### What to do
Gather all lines in the entries below that include the word "identities".

>>>>

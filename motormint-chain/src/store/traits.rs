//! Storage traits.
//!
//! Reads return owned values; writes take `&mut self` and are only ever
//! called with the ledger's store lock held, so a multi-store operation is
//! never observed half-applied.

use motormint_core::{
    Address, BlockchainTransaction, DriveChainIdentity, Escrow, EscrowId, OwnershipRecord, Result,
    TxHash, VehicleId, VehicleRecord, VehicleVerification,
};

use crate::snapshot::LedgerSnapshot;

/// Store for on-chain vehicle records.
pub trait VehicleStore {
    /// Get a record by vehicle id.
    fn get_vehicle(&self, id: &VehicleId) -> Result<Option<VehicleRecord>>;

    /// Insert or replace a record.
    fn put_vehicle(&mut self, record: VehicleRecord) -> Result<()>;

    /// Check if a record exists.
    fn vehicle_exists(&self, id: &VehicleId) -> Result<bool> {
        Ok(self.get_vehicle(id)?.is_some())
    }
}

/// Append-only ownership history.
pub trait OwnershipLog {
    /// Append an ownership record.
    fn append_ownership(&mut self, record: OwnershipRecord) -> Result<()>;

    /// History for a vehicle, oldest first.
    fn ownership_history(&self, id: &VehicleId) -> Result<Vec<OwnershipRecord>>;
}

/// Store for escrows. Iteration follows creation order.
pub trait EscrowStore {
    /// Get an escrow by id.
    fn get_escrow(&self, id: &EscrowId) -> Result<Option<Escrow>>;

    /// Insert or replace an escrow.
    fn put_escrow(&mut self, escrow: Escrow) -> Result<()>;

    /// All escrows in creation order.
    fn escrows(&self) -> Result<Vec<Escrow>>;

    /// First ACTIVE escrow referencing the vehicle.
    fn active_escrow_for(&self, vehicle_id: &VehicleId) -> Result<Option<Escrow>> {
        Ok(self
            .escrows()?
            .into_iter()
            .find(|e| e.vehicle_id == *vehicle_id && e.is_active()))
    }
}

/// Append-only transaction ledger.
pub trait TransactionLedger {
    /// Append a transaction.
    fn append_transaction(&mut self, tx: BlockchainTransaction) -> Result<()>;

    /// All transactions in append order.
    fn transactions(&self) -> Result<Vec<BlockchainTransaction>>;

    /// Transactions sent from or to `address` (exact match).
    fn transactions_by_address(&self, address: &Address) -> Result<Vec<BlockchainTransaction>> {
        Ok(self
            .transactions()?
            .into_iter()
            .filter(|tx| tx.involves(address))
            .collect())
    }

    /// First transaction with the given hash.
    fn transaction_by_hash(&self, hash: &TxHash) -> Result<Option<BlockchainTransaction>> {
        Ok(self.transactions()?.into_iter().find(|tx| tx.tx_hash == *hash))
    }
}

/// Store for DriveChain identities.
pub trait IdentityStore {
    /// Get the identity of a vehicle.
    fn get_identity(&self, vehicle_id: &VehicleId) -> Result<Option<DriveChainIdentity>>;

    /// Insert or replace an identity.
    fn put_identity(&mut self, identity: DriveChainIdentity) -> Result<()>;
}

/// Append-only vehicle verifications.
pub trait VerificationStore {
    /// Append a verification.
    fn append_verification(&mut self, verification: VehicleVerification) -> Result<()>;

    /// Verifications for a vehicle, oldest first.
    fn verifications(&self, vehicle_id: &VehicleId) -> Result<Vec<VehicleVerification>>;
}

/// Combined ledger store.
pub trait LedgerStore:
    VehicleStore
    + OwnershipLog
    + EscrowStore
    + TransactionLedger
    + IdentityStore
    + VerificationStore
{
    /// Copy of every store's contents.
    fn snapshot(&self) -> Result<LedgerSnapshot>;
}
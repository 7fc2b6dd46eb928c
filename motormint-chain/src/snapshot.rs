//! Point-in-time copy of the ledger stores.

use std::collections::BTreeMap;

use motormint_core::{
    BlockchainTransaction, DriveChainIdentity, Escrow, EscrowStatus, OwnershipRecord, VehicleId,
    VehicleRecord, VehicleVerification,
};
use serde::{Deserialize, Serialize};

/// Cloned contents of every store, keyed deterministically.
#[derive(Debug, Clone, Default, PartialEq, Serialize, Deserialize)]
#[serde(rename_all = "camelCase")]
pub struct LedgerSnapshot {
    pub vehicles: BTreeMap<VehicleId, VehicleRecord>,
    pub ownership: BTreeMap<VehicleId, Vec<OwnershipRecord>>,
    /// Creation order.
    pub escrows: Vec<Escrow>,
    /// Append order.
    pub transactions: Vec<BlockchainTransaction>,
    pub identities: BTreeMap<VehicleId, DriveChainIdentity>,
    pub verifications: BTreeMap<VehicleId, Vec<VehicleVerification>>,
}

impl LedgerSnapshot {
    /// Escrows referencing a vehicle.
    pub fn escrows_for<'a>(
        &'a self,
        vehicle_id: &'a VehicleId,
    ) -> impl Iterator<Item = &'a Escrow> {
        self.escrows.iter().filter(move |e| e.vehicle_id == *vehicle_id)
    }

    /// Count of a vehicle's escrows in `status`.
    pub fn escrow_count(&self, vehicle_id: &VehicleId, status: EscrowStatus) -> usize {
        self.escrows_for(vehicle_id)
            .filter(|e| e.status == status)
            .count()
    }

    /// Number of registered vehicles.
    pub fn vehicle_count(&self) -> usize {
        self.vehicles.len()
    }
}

<<<<

### The answer
/// Store for DriveChain identities.
    pub identities: BTreeMap<VehicleId, DriveChainIdentity>,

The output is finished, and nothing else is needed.